═══ Data provided ═══

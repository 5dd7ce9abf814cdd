use opentelemetry::{global, trace::TracerProvider as _, KeyValue};
use opentelemetry_otlp::WithExportConfig;
use opentelemetry_sdk::{
    propagation::TraceContextPropagator,
    trace::{Sampler, SdkTracer, SdkTracerProvider},
    Resource,
};
use tracing::warn;

use super::{Backend, OtlpProtocol, TracingConfig};
use crate::AppError;

const SERVICE_NAME: &str = env!("CARGO_PKG_NAME");

/// Owns the tracer provider and flushes it exactly once, on
/// [`shutdown`](Self::shutdown) or on drop, whichever comes first.
#[derive(Debug, Default)]
pub struct TracerGuard {
    provider: Option<SdkTracerProvider>,
}

impl TracerGuard {
    /// Builds the provider described by `config`. A `none` backend yields a
    /// guard with nothing to export.
    pub fn new(config: &TracingConfig) -> Result<Self, AppError> {
        // W3C traceparent/tracestate on inbound requests.
        global::set_text_map_propagator(TraceContextPropagator::new());

        let provider = match config.backend {
            Backend::None => return Ok(Self::noop()),
            Backend::Otlp => build_provider(config)?,
        };
        // Makes it discoverable by tracing-opentelemetry.
        global::set_tracer_provider(provider.clone());
        Ok(Self {
            provider: Some(provider),
        })
    }

    pub fn noop() -> Self {
        Self { provider: None }
    }

    pub fn is_noop(&self) -> bool {
        self.provider.is_none()
    }

    pub fn tracer(&self) -> Option<SdkTracer> {
        self.provider.as_ref().map(|p| p.tracer(SERVICE_NAME))
    }

    pub fn shutdown(&mut self) {
        if let Some(provider) = self.provider.take() {
            if let Err(err) = provider.shutdown() {
                warn!("failed to shut down tracer: {}", err);
            }
        }
    }
}

impl Drop for TracerGuard {
    fn drop(&mut self) {
        self.shutdown();
    }
}

fn build_provider(config: &TracingConfig) -> Result<SdkTracerProvider, AppError> {
    let endpoint = config
        .endpoint
        .clone()
        .ok_or_else(|| AppError::Tracer("otlp backend requires an endpoint".into()))?;

    let resource = Resource::builder()
        .with_attribute(KeyValue::new("service.name", SERVICE_NAME))
        .with_attribute(KeyValue::new("service.version", env!("CARGO_PKG_VERSION")))
        .build();

    let sampler = if config.debug {
        Sampler::AlwaysOn
    } else {
        Sampler::ParentBased(Box::new(Sampler::TraceIdRatioBased(config.sample_rate)))
    };

    let exporter = match config.protocol {
        OtlpProtocol::HttpProtobuf => {
            let endpoint = if endpoint.ends_with("/v1/traces") {
                endpoint
            } else {
                format!("{}/v1/traces", endpoint.trim_end_matches('/'))
            };
            opentelemetry_otlp::SpanExporter::builder()
                .with_http()
                .with_endpoint(endpoint)
                .build()
        }
        OtlpProtocol::Grpc => opentelemetry_otlp::SpanExporter::builder()
            .with_tonic()
            .with_endpoint(endpoint)
            .build(),
    }
    .map_err(|e| AppError::Tracer(e.to_string()))?;

    Ok(SdkTracerProvider::builder()
        .with_resource(resource)
        .with_sampler(sampler)
        .with_batch_exporter(exporter)
        .build())
}
use std::fmt;

use tracing::{Event, Subscriber};
use tracing_subscriber::{
    fmt::{format::Writer, FmtContext, FormatEvent, FormatFields},
    registry::LookupSpan,
};

/// Writes the event's own fields and nothing else: no timestamp, level,
/// target or span context. A `display` call therefore lands in the log as
/// the bare rendered record.
#[derive(Debug, Clone, Copy, Default)]
pub struct RecordFormat;

impl<S, N> FormatEvent<S, N> for RecordFormat
where
    S: Subscriber + for<'a> LookupSpan<'a>,
    N: for<'a> FormatFields<'a> + 'static,
{
    fn format_event(
        &self,
        ctx: &FmtContext<'_, S, N>,
        mut writer: Writer<'_>,
        event: &Event<'_>,
    ) -> fmt::Result {
        ctx.field_format().format_fields(writer.by_ref(), event)?;
        writeln!(writer)
    }
}

#[cfg(test)]
mod tests {
    use std::sync::{Arc, Mutex};

    use tracing::{info, info_span, warn};
    use tracing_subscriber::fmt::MakeWriter;

    use super::*;

    #[derive(Clone, Default)]
    struct Sink(Arc<Mutex<Vec<u8>>>);

    impl std::io::Write for Sink {
        fn write(&mut self, buf: &[u8]) -> std::io::Result<usize> {
            self.0.lock().unwrap().extend_from_slice(buf);
            Ok(buf.len())
        }

        fn flush(&mut self) -> std::io::Result<()> {
            Ok(())
        }
    }

    impl<'a> MakeWriter<'a> for Sink {
        type Writer = Sink;

        fn make_writer(&'a self) -> Self::Writer {
            self.clone()
        }
    }

    #[test]
    fn span_context_and_level_are_left_out() {
        let sink = Sink::default();
        let subscriber = tracing_subscriber::fmt()
            .with_writer(sink.clone())
            .with_ansi(false)
            .event_format(RecordFormat)
            .finish();

        tracing::subscriber::with_default(subscriber, || {
            let span = info_span!("receive", http.method = "POST");
            let _entered = span.enter();
            info!("{}", r#"{"data": 1, "type": t, "extensions": {}}"#);
            warn!(http.status_code = 400, "rejected event: boom");
        });

        let contents = String::from_utf8(sink.0.lock().unwrap().clone()).unwrap();
        let lines: Vec<&str> = contents.lines().collect();
        assert_eq!(lines.len(), 2, "{contents}");
        assert_eq!(lines[0], r#"{"data": 1, "type": t, "extensions": {}}"#);
        assert!(lines[1].starts_with("rejected event: boom"), "{contents}");
        assert!(lines[1].contains("http.status_code=400"), "{contents}");
        assert!(!contents.contains("receive"), "{contents}");
    }
}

═══

The word "warn" appears in some lines of the data. Copy every one of those lines.

▶ Task response:
use tracing::warn;
                warn!("failed to shut down tracer: {}", err);
    use tracing::{info, info_span, warn};
            warn!(http.status_code = 400, "rejected event: boom");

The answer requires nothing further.